From the previous section:1

library(igraph)

library(dplyr)

load("03.rda")

In this section, we will use the ergm package (from the statnet suit of packages Handcock et al. (2023),) and the intergraph (Bojanowski 2023) package. The latter provides functions to go back and forth between igraph and network objects from the igraph and network packages respectively2

library(ergm)
library(intergraph)

As a rather important side note, the order in which R packages are loaded matters.

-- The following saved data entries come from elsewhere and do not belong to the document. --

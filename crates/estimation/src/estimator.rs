//! Feature and project estimation from tracked time.
//!
//! With fewer than `min_samples` usable samples a feature falls back to its
//! seed estimate at low confidence. Otherwise the configured central
//! tendency is reported with a one-standard-deviation band, and confidence
//! follows the coefficient of variation.

use aitea_core::{
    AppConfig, Confidence, EstimateSource, EstimationStyle, Feature, FeatureEstimate, FeatureId,
    ProjectEstimate, SampleStats, TrackedTimeEntry,
};
use aitea_storage::{Storage, StorageError};
use aitea_tracking::flag_anomalies;
use std::collections::{HashMap, HashSet};
use std::sync::Arc;
use tracing::debug;

/// Relative width of the band around a seed-only estimate.
pub const SEED_BAND: f64 = 0.5;

/// Coefficient of variation at or below which confidence is high.
pub const HIGH_CONFIDENCE_CV: f64 = 0.25;

/// Coefficient of variation at or below which confidence is medium.
pub const MEDIUM_CONFIDENCE_CV: f64 = 0.5;

/// Errors raised by estimation and scenario operations.
#[derive(Debug, thiserror::Error)]
pub enum EstimationError {
    /// Storage failure
    #[error(transparent)]
    Storage(#[from] StorageError),

    /// Requested feature does not exist
    #[error("feature not found: {0}")]
    UnknownFeature(String),

    /// No scenario with this name or id
    #[error("scenario not found: {0}")]
    ScenarioNotFound(String),

    /// A scenario with this name already exists
    #[error("a scenario named '{0}' already exists")]
    DuplicateScenario(String),

    /// Scenario input rejected
    #[error("invalid scenario: {0}")]
    InvalidScenario(String),
}

/// Result type for estimation operations.
pub type Result<T> = std::result::Result<T, EstimationError>;

/// Split samples into those used for statistics and the count dropped as anomalies.
pub fn usable_samples(samples: &[f64], config: &AppConfig) -> (Vec<f64>, usize) {
    let finite: Vec<f64> = samples.iter().copied().filter(|v| v.is_finite()).collect();
    if !config.exclude_anomalies {
        return (finite, 0);
    }

    let flags = flag_anomalies(&finite, config.anomaly_threshold);
    let used: Vec<f64> = finite
        .iter()
        .zip(&flags)
        .filter(|&(_, &flagged)| !flagged)
        .map(|(&v, _)| v)
        .collect();
    let excluded = finite.len() - used.len();
    (used, excluded)
}

/// Confidence from the coefficient of variation.
pub fn confidence_for(stats: &SampleStats) -> Confidence {
    if stats.mean == 0.0 {
        return Confidence::High;
    }
    let cv = stats.std_dev / stats.mean;
    if cv <= HIGH_CONFIDENCE_CV {
        Confidence::High
    } else if cv <= MEDIUM_CONFIDENCE_CV {
        Confidence::Medium
    } else {
        Confidence::Low
    }
}

/// Estimate one feature from its historical samples.
pub fn estimate_feature(feature: &Feature, samples: &[f64], config: &AppConfig) -> FeatureEstimate {
    let style = config.estimation_style;
    let (used, excluded_count) = usable_samples(samples, config);

    let stats = if used.len() >= config.min_samples {
        SampleStats::from_samples(&used)
    } else {
        None
    };

    match stats {
        Some(stats) => {
            let hours = stats.central(style);
            FeatureEstimate {
                feature_id: feature.id,
                feature_name: feature.name.clone(),
                style,
                hours,
                low: (hours - stats.std_dev).max(0.0),
                high: hours + stats.std_dev,
                confidence: confidence_for(&stats),
                source: EstimateSource::Historical,
                sample_count: stats.count,
                excluded_count,
                stats: Some(stats),
            }
        }
        None => {
            let seed = feature.seed_hours;
            FeatureEstimate {
                feature_id: feature.id,
                feature_name: feature.name.clone(),
                style,
                hours: seed,
                low: seed * (1.0 - SEED_BAND),
                high: seed * (1.0 + SEED_BAND),
                confidence: Confidence::Low,
                source: EstimateSource::Seed,
                sample_count: used.len(),
                excluded_count,
                stats: None,
            }
        }
    }
}

/// Hours per feature, in stored order.
pub fn hours_by_feature(entries: &[TrackedTimeEntry]) -> HashMap<FeatureId, Vec<f64>> {
    let mut map: HashMap<FeatureId, Vec<f64>> = HashMap::new();
    for entry in entries {
        map.entry(entry.feature_id).or_default().push(entry.hours);
    }
    map
}

/// Estimate the given features. Repeated ids are estimated once, in first-seen order.
pub fn estimate_project(
    ids: &[FeatureId],
    features: &[Feature],
    entries: &[TrackedTimeEntry],
    config: &AppConfig,
) -> Result<ProjectEstimate> {
    let by_id: HashMap<FeatureId, &Feature> = features.iter().map(|f| (f.id, f)).collect();
    let hours = hours_by_feature(entries);
    let mut seen = HashSet::new();
    let mut estimates = Vec::new();

    for id in ids {
        if !seen.insert(*id) {
            continue;
        }
        let feature = by_id
            .get(id)
            .ok_or_else(|| EstimationError::UnknownFeature(id.to_string()))?;
        let samples = hours.get(id).map(Vec::as_slice).unwrap_or(&[]);
        let estimate = estimate_feature(feature, samples, config);
        debug!(
            feature = %estimate.feature_name,
            hours = estimate.hours,
            source = estimate.source.as_str(),
            confidence = estimate.confidence.as_str(),
            "feature estimated"
        );
        estimates.push(estimate);
    }

    Ok(ProjectEstimate::from_features(config.estimation_style, estimates))
}

/// Estimation service over stored features and tracked time.
pub struct EstimationService<S: Storage> {
    storage: Arc<S>,
}

impl<S: Storage> EstimationService<S> {
    /// Create a new estimation service.
    pub fn new(storage: Arc<S>) -> Self {
        Self { storage }
    }

    async fn config_with(&self, style: Option<EstimationStyle>) -> Result<AppConfig> {
        let mut config = self.storage.load_config().await?;
        if let Some(style) = style {
            config.estimation_style = style;
        }
        Ok(config)
    }

    /// Estimate features by id.
    pub async fn estimate_features(
        &self,
        ids: &[FeatureId],
        style: Option<EstimationStyle>,
    ) -> Result<ProjectEstimate> {
        let config = self.config_with(style).await?;
        let features = self.storage.load_features().await?;
        let entries = self.storage.load_entries().await?;
        estimate_project(ids, &features, &entries, &config)
    }

    /// Estimate features by name, synonym or id.
    pub async fn estimate_names(
        &self,
        names: &[String],
        style: Option<EstimationStyle>,
    ) -> Result<ProjectEstimate> {
        let features = self.storage.load_features().await?;
        let ids = names
            .iter()
            .map(|n| {
                aitea_library::find_in(&features, n)
                    .map(|f| f.id)
                    .ok_or_else(|| EstimationError::UnknownFeature(n.clone()))
            })
            .collect::<Result<Vec<_>>>()?;
        self.estimate_features(&ids, style).await
    }

    /// Estimate every feature in the library, ordered by name.
    pub async fn estimate_all(&self, style: Option<EstimationStyle>) -> Result<ProjectEstimate> {
        let mut features = self.storage.load_features().await?;
        features.sort_by_key(|f| f.name.to_lowercase());
        let ids: Vec<_> = features.iter().map(|f| f.id).collect();
        self.estimate_features(&ids, style).await
    }

    /// Estimate a single feature.
    pub async fn estimate_one(&self, name: &str, style: Option<EstimationStyle>) -> Result<FeatureEstimate> {
        let mut project = self.estimate_names(&[name.to_string()], style).await?;
        project
            .features
            .pop()
            .ok_or_else(|| EstimationError::UnknownFeature(name.to_string()))
    }
}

Why is this important to mention now? Well, it turns out that at least a couple of functions in the network package have the same name as some functions in the igraph package. When the ergm package is loaded, since it depends on network, it will load the network package first, which will mask some functions in igraph. This becomes evident once you load ergm after loading igraph:

The following objects are masked from ‘package:igraph’:

  add.edges, add.vertices, %c%, delete.edges, delete.vertices, get.edge.attribute, get.edges,
  get.vertex.attribute, is.bipartite, is.directed, list.edge.attributes, list.vertex.attributes, %s%,
  set.edge.attribute, set.vertex.attribute

What are the implications of this? If you call the function list.edge.attributes for an object of class igraph R will return an error as the first function that matches that name comes from the network package! To avoid this you can use the double colon notation:

igraph::list.edge.attributes(my_igraph_object)
network::list.edge.attributes(my_network_object)

Using the asNetwork function, we can coerce the igraph object into a network object so we can use it with the ergm function:

# Creating the new network
network_111 <- intergraph::asNetwork(ig_year1_111)

# Running a simple ergm (only fitting edge count)
ergm(network_111 ~ edges)
## Warning in ergm.getnetwork(formula): This network contains loops
## Starting maximum pseudolikelihood estimation (MPLE):
## Obtaining the responsible dyads.
## Evaluating the predictor and response matrix.
## Maximizing the pseudolikelihood.
## Finished MPLE.
## Evaluating log-likelihood at the estimate.
## 
## Call:
## ergm(formula = network_111 ~ edges)
## 
## Maximum Likelihood Coefficients:
##  edges  
## -4.734

So what happened here? We got a warning. It turns out that our network has loops (didn’t think about it before!). Let’s take a look at that with the which_loop function

E(ig_year1_111)[which_loop(ig_year1_111)]
## + 1/2638 edge from e008b94 (vertex names):
## [1] 1110111->1110111

We can get rid of these using the igraph::-.igraph. Let’s remove the isolates using the same operator

# Creating the new network
network_111 <- ig_year1_111

# Removing loops
network_111 <- network_111 - E(network_111)[which(which_loop(network_111))]

# Removing isolates
network_111 <- network_111 - which(degree(network_111, mode = "all") == 0)

# Converting the network
network_111 <- intergraph::asNetwork(network_111)

asNetwork(simplify(ig_year1_111)) ig_year1_111 |> simplify() |> asNetwork()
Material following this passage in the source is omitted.